▶ [Problem to work on]
Wherever the string "StatusCode" shows up in the material below, copy that line.

▶ [Input records]
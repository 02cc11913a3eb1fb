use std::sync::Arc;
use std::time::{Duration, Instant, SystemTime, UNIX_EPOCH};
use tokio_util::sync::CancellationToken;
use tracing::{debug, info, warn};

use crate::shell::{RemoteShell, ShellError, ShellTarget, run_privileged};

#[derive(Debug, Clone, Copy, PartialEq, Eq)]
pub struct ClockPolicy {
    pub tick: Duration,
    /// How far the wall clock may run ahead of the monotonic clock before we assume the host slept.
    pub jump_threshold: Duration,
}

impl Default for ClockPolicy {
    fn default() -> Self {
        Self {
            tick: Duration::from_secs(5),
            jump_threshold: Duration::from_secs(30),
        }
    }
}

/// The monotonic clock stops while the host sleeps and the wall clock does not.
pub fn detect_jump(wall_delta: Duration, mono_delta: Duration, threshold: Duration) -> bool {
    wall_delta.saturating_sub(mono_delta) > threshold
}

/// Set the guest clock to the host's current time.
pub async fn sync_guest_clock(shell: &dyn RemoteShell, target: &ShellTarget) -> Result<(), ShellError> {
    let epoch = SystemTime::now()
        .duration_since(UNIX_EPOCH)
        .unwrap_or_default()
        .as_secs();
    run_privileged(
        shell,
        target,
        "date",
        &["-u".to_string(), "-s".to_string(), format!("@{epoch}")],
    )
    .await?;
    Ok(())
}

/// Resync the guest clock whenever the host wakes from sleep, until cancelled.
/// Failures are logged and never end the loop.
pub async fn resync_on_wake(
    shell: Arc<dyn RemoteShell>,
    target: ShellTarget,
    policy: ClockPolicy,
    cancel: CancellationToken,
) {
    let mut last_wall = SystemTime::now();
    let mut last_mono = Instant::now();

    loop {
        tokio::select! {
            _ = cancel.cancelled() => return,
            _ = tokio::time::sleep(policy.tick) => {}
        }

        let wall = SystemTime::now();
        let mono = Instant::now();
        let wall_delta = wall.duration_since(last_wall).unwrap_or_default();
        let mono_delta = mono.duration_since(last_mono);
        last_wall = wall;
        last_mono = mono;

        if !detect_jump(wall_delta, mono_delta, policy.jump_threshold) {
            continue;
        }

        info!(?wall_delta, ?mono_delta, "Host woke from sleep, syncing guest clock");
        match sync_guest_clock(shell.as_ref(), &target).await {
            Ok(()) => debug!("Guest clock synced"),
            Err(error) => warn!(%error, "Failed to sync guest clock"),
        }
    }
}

--

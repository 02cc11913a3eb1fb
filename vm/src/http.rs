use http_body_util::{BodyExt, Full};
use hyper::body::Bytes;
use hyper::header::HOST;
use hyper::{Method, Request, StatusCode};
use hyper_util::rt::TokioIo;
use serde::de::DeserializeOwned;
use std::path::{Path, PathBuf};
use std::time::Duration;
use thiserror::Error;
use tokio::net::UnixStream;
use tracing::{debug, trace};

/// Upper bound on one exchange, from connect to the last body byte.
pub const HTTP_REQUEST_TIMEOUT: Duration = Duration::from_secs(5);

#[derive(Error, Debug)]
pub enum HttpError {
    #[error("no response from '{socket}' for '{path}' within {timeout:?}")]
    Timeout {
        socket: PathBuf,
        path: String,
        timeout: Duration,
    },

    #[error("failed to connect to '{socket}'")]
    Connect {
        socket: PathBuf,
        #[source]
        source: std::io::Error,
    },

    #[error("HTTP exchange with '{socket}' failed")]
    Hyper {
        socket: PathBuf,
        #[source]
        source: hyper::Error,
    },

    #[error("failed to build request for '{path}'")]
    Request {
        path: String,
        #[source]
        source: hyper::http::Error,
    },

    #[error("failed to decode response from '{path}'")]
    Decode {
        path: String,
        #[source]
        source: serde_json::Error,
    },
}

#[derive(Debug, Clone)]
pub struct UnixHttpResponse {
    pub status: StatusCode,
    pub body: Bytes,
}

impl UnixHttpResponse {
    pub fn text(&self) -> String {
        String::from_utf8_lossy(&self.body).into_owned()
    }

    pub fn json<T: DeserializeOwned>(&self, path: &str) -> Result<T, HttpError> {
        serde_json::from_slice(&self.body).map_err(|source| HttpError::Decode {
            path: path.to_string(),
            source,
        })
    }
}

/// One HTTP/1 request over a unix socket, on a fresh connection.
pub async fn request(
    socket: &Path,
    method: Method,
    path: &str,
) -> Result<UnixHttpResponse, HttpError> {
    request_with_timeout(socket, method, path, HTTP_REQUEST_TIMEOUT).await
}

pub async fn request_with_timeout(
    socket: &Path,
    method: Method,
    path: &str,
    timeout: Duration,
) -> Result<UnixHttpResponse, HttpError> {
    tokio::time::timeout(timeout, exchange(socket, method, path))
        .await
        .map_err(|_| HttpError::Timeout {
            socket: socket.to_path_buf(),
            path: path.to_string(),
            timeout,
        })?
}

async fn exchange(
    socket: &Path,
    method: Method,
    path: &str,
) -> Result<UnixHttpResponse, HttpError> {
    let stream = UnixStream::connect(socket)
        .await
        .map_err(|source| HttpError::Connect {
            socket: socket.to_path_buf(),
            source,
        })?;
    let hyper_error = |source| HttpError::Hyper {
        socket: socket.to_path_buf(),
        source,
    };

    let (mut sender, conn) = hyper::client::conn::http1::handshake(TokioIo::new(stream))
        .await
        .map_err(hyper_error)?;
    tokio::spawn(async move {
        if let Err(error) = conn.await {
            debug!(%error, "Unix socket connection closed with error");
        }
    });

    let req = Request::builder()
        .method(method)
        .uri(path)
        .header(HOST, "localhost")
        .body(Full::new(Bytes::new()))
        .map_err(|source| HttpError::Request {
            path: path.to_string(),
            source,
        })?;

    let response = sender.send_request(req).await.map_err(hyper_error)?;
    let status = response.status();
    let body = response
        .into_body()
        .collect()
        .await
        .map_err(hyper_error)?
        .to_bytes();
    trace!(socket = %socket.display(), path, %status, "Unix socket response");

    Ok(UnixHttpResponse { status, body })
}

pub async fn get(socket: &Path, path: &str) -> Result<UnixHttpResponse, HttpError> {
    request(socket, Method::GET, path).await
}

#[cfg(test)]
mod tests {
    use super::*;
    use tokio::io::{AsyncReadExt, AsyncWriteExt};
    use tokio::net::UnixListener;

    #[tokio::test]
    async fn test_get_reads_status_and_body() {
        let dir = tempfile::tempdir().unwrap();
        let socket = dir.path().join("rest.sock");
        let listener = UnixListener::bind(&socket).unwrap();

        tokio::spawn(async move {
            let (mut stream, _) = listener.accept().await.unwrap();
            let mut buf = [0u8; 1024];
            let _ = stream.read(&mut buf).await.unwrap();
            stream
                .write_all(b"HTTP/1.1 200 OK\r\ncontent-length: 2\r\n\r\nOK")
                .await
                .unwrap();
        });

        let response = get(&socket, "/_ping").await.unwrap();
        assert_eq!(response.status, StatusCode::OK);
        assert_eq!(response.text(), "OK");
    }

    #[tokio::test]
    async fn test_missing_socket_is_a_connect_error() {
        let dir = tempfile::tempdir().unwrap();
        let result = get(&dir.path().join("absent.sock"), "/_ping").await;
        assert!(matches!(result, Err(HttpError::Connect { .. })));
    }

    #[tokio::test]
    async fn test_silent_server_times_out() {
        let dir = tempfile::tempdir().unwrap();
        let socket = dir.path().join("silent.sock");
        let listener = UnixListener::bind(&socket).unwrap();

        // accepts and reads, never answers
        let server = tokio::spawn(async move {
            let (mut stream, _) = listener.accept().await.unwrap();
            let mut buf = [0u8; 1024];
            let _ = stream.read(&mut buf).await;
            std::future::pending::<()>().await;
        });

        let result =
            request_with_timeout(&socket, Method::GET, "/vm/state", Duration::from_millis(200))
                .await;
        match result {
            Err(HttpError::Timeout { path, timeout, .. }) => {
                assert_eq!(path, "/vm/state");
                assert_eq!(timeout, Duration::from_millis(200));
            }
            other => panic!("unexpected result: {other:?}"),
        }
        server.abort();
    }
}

--

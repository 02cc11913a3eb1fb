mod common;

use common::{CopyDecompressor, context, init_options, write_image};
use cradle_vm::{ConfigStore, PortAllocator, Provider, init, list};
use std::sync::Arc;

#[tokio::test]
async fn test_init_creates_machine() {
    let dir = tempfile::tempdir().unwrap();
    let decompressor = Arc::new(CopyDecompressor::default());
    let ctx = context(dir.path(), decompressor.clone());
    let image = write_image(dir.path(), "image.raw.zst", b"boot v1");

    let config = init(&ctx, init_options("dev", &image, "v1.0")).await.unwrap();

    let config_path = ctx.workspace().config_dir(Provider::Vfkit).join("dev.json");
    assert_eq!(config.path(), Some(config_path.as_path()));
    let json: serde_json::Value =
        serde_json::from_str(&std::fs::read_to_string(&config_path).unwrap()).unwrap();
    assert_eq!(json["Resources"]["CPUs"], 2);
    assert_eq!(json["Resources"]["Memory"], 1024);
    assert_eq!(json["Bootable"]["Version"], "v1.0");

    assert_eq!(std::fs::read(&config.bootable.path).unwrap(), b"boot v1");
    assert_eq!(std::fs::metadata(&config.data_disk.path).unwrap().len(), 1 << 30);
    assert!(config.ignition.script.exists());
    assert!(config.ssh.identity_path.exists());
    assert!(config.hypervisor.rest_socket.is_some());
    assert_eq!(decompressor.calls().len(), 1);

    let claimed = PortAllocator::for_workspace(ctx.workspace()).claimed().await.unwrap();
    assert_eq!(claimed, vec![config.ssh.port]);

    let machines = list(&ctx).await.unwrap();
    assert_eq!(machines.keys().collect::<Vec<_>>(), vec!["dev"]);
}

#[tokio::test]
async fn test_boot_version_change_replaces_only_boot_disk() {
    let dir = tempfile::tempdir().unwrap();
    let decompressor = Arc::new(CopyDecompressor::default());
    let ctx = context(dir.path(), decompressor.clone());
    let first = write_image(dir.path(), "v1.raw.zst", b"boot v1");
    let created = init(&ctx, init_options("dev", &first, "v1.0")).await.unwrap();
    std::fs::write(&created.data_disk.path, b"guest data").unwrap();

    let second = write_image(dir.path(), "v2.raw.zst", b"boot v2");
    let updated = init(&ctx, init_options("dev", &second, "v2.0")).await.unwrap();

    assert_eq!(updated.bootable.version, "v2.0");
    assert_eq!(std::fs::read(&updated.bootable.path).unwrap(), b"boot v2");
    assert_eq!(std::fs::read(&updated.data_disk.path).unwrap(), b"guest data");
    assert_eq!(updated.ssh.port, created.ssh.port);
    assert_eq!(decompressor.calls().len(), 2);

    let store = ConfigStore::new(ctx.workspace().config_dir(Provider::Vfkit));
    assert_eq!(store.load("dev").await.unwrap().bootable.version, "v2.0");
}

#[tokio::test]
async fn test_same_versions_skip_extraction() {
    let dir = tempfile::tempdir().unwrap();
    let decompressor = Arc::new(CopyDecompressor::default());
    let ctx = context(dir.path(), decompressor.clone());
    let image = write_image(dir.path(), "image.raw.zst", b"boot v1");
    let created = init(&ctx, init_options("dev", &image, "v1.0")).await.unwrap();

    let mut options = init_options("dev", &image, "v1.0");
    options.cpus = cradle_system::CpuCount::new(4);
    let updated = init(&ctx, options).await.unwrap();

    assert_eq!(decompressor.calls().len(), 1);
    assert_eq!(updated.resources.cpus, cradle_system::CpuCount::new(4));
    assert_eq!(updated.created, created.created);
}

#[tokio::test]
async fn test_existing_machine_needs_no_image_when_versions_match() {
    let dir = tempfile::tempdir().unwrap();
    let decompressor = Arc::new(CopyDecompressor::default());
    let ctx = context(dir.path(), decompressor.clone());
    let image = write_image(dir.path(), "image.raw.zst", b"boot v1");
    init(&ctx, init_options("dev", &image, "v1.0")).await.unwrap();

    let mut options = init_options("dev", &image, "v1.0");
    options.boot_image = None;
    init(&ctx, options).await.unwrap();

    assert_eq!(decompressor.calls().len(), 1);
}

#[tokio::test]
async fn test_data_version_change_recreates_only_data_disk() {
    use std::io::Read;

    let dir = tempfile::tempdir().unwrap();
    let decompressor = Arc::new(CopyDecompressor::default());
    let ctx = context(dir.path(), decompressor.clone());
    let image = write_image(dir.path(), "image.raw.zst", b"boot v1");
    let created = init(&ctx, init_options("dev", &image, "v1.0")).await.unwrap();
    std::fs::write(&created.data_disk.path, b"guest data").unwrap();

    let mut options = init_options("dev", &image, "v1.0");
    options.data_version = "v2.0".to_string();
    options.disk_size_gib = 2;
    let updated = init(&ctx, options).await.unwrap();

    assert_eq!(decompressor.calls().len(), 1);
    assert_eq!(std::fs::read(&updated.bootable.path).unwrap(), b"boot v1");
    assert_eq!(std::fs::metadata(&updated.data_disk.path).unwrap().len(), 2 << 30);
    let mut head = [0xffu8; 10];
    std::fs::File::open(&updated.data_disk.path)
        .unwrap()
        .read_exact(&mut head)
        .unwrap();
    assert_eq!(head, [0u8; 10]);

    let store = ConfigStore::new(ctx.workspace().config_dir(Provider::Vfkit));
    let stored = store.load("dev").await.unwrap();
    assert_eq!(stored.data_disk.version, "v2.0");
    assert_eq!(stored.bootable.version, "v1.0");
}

▶ [The answer]
use hyper::{Method, Request, StatusCode};
    pub status: StatusCode,
        assert_eq!(response.status, StatusCode::OK);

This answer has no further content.